The expected reply is all of the data, returned exactly.

**Data for analysis**
▼
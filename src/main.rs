//! BillFlow API server
//!
//! ```text
//! BILLFLOW_CONFIG=billflow.yaml BILLFLOW_ADDR=0.0.0.0:8080 cargo run
//! ```

use billflow::prelude::*;
use tracing_subscriber::EnvFilter;

#[tokio::main]
async fn main() -> Result<()> {
    let config = AppConfig::from_env()?;

    tracing_subscriber::fmt()
        .with_env_filter(
            EnvFilter::try_from_default_env().unwrap_or_else(|_| EnvFilter::new(config.log_filter())),
        )
        .init();

    let sessions = SessionHub::default();
    config.seed_sessions(&sessions)?;
    if !config.sessions.is_empty() {
        tracing::info!(count = config.sessions.len(), "dev sessions registered");
    }

    let addr = std::env::var(ADDR_ENV).unwrap_or_else(|_| config.bind_addr());

    ServerBuilder::new()
        .with_invoice_store(InMemoryInvoiceStore::new())
        .with_subscription_store(InMemorySubscriptionStore::new())
        .with_plan_registry(config.plan_registry())
        .with_auth_provider(sessions)
        .serve(&addr)
        .await
}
▲
**Task solution**
filename src/main.rs
//! BillFlow API server
//!
//! ```text
//! BILLFLOW_CONFIG=billflow.yaml BILLFLOW_ADDR=0.0.0.0:8080 cargo run
//! ```

use billflow::prelude::*;
use tracing_subscriber::EnvFilter;

#[tokio::main]
async fn main() -> Result<()> {
    let config = AppConfig::from_env()?;

    tracing_subscriber::fmt()
        .with_env_filter(
            EnvFilter::try_from_default_env().unwrap_or_else(|_| EnvFilter::new(config.log_filter())),
        )
        .init();

    let sessions = SessionHub::default();
    config.seed_sessions(&sessions)?;
    if !config.sessions.is_empty() {
        tracing::info!(count = config.sessions.len(), "dev sessions registered");
    }

    let addr = std::env::var(ADDR_ENV).unwrap_or_else(|_| config.bind_addr());

    ServerBuilder::new()
        .with_invoice_store(InMemoryInvoiceStore::new())
        .with_subscription_store(InMemorySubscriptionStore::new())
        .with_plan_registry(config.plan_registry())
        .with_auth_provider(sessions)
        .serve(&addr)
        .await
}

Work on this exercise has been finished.